La frase de san Ignacio de Antioquía: “la fe es la carne, la caridad es la sangre” (Tral. 8), al asociar fe y carne, confirma lo que decimos. Pues la fe es la respuesta propia de quien reconoce la verdad, y por eso se vincula a la carne del Verbo, donde esta verdad se nos da a conocer. El mismo Ignacio usará el adverbio “verdaderamente” para referirse precisamente a los misterios en carne de Jesús, acaecidos en la realidad, al contrario de como pretendían los docetas, que los juzgaban apariencia. ¿Y la sangre de que habla Ignacio? Se asocia al amor, pues se trata de la sangre de la alianza que Jesús derrama por nosotros, y evoca así el Espíritu de la vida y de la comunión. La unión eucarística de carne y sangre es, por tanto, la unión de verdad y amor.
Pienso que hay que buscar aquí la razón de que Jesús predique “con autoridad, y no como los escribas” (cf. Mc 1,22). La autoridad viene de la armonía entre su palabra y su cuerpo, entre lo que dice y su modo de vivir las relaciones. Esto es, lo que Jesús enseña coincide con el lenguaje originario que el Padre creador ha escrito en nuestros cuerpos, y que nos permite confesarle como manantial de todo lo que somos y obramos. Por eso afirma Jesús que su doctrina no es suya (Jn 7,16). Desde esta referencia al Padre, la palabra de Jesús está llena de autoridad también porque es capaz de dar forma nueva a nuestras relaciones. La palabra de autoridad plena, de donde brota la autoridad de las demás palabras, es la que pronuncia sobre su cuerpo y sangre: “Dando gracias, dijo: tomad, comed; tomad, bebed…”

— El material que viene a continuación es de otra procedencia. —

//! mutun - multilingual devotional-text ingestion toolkit
//!
//! Maintains a data repository of ziyarat, duas, and dhikr: raw
//! blank-line-delimited source files are parsed into per-language JSON
//! text records, and a per-category `index.json` catalog tracks every
//! item by slug id.
//!
//! # Architecture
//!
//! Everything is a deterministic file-to-file transformation:
//! - A source document splits into blocks (one heading line or one
//!   line per language) which project into per-language records
//! - The catalog is read-modify-written whole on every ingest
//! - Rebuilding the raw source from records is the designed inverse
//!
//! # Modules
//!
//! - `ingest`: Block parsing, item manifests, the shared pipeline
//! - `library`: Catalog and text-record storage
//! - `config`: `.mutun/config.yaml` discovery and resolution
//! - `cli`: Command-line interface
//!
//! # Usage
//!
//! ```bash
//! # Ingest raw.txt as the item described by item.yaml
//! mutun add --manifest item.yaml --input raw.txt
//!
//! # Rename an item (records move with it)
//! mutun rename dua-nudba --title "Dua al-Nudba"
//!
//! # Reconstruct raw.txt from the stored records
//! mutun rebuild-raw dua-al-nudba --output raw.txt
//! ```

pub mod cli;
pub mod config;
pub mod error;
pub mod ingest;
pub mod library;

// Re-export main types at crate root for convenience
pub use error::{MutunError, Result};
pub use ingest::{HeadingPrefixes, ItemManifest, Pipeline};
pub use library::{slug_from_title, Catalog, CatalogEntry, LanguageText, Title};
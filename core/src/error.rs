use itertools::Itertools as _;
use thiserror::Error;

use crate::{lr::Conflict, Span, Symbol};

/// The terminals the parser could have handled.
#[derive(Debug, Clone, Default, PartialEq, Eq)]
pub struct ExpectedSymbols(Vec<String>);

impl ExpectedSymbols {
    pub fn iter(&self) -> impl Iterator<Item = &str> {
        self.0.iter().map(String::as_str)
    }
}

impl<S: ToString> FromIterator<S> for ExpectedSymbols {
    fn from_iter<T: IntoIterator<Item = S>>(iter: T) -> Self {
        Self(iter.into_iter().map(|s| s.to_string()).collect())
    }
}

impl std::fmt::Display for ExpectedSymbols {
    fn fmt(&self, f: &mut std::fmt::Formatter<'_>) -> std::fmt::Result {
        write!(f, "{}", self.0.iter().join(", "))
    }
}

#[derive(Error, Debug)]
pub enum ErrorKind {
    #[error("invalid production (missing ->): {0}")]
    GrammarFormat(String),

    #[error("invalid production (empty left-hand side): {0}")]
    EmptyLhs(String),

    #[error("the grammar has no productions")]
    EmptyGrammar,

    #[error("the start symbol {0} is not the left-hand side of any production")]
    UnknownStart(Symbol),

    #[error("could not open grammar file {path}: {source}")]
    Io {
        path: String,
        #[source]
        source: std::io::Error,
    },

    #[error("{0}")]
    Conflict(Conflict),

    #[error("no GOTO for state {state} and nonterminal {symbol}")]
    MissingGoto { state: usize, symbol: Symbol },

    #[error("reductions to {symbol} loop in state {state} without consuming input")]
    ReductionCycle { state: usize, symbol: Symbol },

    #[error("parse error at token '{token}' (state {state}), expecting {expecting}")]
    UnexpectedToken {
        state: usize,
        token: String,
        /// Index of the offending token in the input.
        position: usize,
        expecting: ExpectedSymbols,
    },
}

#[derive(Error, Debug)]
pub struct LrError {
    /// Kind of error
    kind: ErrorKind,
    /// Location of the error in the grammar source.
    pub(crate) span: Option<Span>,
}

impl std::fmt::Display for LrError {
    fn fmt(&self, f: &mut std::fmt::Formatter<'_>) -> std::fmt::Result {
        match self.span {
            Some(span) => write!(f, "line {}: {}", span.from.line, self.kind),
            None => write!(f, "{}", self.kind),
        }
    }
}

impl LrError {
    pub fn new(kind: impl Into<ErrorKind>, span: Option<Span>) -> Self {
        Self {
            kind: kind.into(),
            span,
        }
    }

    pub fn kind(&self) -> &ErrorKind {
        &self.kind
    }

    pub fn span(&self) -> Option<Span> {
        self.span
    }
}

impl From<ErrorKind> for LrError {
    fn from(kind: ErrorKind) -> Self {
        Self { kind, span: None }
    }
}

impl From<Conflict> for ErrorKind {
    fn from(conflict: Conflict) -> Self {
        Self::Conflict(conflict)
    }
}
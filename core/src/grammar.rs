use std::collections::BTreeSet;

use log::debug;

use crate::{ErrorKind, LrResult, Rule, RuleDef, RuleId, RuleSet, Symbol, SymbolSet};

#[derive(Debug, Clone, PartialEq, Eq)]
/// An augmented grammar
///
/// Rule #0 is the synthetic start rule `S' -> S`, where `S` is the start
/// symbol of the source grammar and `S'` a fresh non-terminal.
///
/// # Example
///
/// For the following grammar :
///
/// ```grammar
/// E -> E + T | T
/// T -> id
/// ```
///
/// the augmented rules are :
///
/// ```grammar
/// 0. E' -> E
/// 1. E -> E + T
/// 2. E -> T
/// 3. T -> id
/// ```
pub struct Grammar {
    rules: RuleSet,
    symbols: SymbolSet,
    start: Symbol,
}

impl Grammar {
    /// Augment the rules, using the first left-hand side as start symbol.
    pub fn new<I>(defs: I) -> LrResult<Self>
    where
        I: IntoIterator<Item = RuleDef>,
    {
        let defs = defs.into_iter().collect::<Vec<_>>();
        let start = defs
            .first()
            .map(|def| def.lhs.clone())
            .ok_or(ErrorKind::EmptyGrammar)?;

        Self::with_start(defs, start)
    }

    /// Augment the rules with the given start symbol.
    pub fn with_start<I>(defs: I, start: impl Into<Symbol>) -> LrResult<Self>
    where
        I: IntoIterator<Item = RuleDef>,
    {
        let defs = defs.into_iter().collect::<Vec<_>>();
        let start = start.into();

        if defs.is_empty() {
            return Err(ErrorKind::EmptyGrammar.into());
        }

        let mut symbols = SymbolSet::default();
        symbols
            .non_terminals
            .extend(defs.iter().map(|def| def.lhs.clone()));

        if !symbols.is_non_terminal(&start) {
            return Err(ErrorKind::UnknownStart(start).into());
        }

        let terminals = defs
            .iter()
            .flat_map(|def| def.rhs.iter())
            .filter(|sym| !symbols.is_non_terminal(sym))
            .cloned()
            .collect::<BTreeSet<_>>();
        symbols.terminals = terminals;
        symbols.terminals.insert(Symbol::eos());

        let augmented = fresh_symbol(&start, &symbols);
        symbols.non_terminals.insert(augmented.clone());

        let rules = std::iter::once(RuleDef {
            lhs: augmented,
            rhs: vec![start.clone()],
        })
        .chain(defs)
        .enumerate()
        .map(|(id, def)| Rule {
            id,
            lhs: def.lhs,
            rhs: def.rhs,
        })
        .collect::<RuleSet>();

        debug!(
            "augmented grammar: {} rules, {} terminals, {} non-terminals",
            rules.len(),
            symbols.terminals.len(),
            symbols.non_terminals.len()
        );

        Ok(Self {
            rules,
            symbols,
            start,
        })
    }

    pub fn rules(&self) -> &RuleSet {
        &self.rules
    }

    pub fn symbols(&self) -> &SymbolSet {
        &self.symbols
    }

    /// # Panics
    /// Panics if the rule does not exist.
    pub fn rule(&self, id: RuleId) -> &Rule {
        self.rules.borrow_rule(id)
    }

    /// The start symbol of the source grammar.
    pub fn start(&self) -> &Symbol {
        &self.start
    }

    /// The synthetic start symbol, left-hand side of rule #0.
    pub fn augmented_start(&self) -> &Symbol {
        &self.rules.borrow_rule(0).lhs
    }

    pub fn is_terminal(&self, symbol: &str) -> bool {
        self.symbols.is_terminal(symbol)
    }

    pub fn is_non_terminal(&self, symbol: &str) -> bool {
        self.symbols.is_non_terminal(symbol)
    }
}

/// Mint `start'`, adding quotes until the name is free.
fn fresh_symbol(start: &Symbol, symbols: &SymbolSet) -> Symbol {
    let mut candidate = format!("{start}'");

    while symbols.contains(&candidate) {
        candidate.push('\'');
    }

    Symbol::from(candidate)
}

“Como Jesucristo permaneció desconocido entre los hombres, del mismo modo su verdad permanece, entre las opiniones comunes, sin diferencia exterior. Así permanece la Eucaristía entre el pan común”, dice Pascal (Pensées, 789, ed. L. Brunschvicg; citado en Juan Pablo II, encíclica Fides et Ratio 13). Reconocer la verdad equivale aquí a reconocer un cuerpo entre otros cuerpos. Se trata de reconocer el cuerpo personal que nos llama a un encuentro donde se forja una visión común. Y de reconocer entre los demás cuerpos el cuerpo de Jesús, donde llega a plenitud el lenguaje de todo cuerpo personal, pues nos abre al conocimiento del Padre y de los hermanos.
Esta visión de Jesús como verdad del amor nos da una clave para presentar la cristología. Si la primera Iglesia desarrolló una cristología ontológica, que miraba al ser de Jesús como hijo de Dios e hijo del hombre, el siglo pasado se centró en articular una cristología de la conciencia de Jesús y de su libertad. Era una pregunta propia del contexto moderno, que aportó mucho, pero mostró también su límite, al centrarse en exceso sobre una idea autónoma del sujeto. Lo que hemos mostrado apunta a la necesidad de poner énfasis en las relaciones nuevas que Jesús abre en su cuerpo, con el Padre y con los hombres, lo que nos conduce a una cristología eucarística, que presenta a Jesús como unidad plena de la verdad y del amor.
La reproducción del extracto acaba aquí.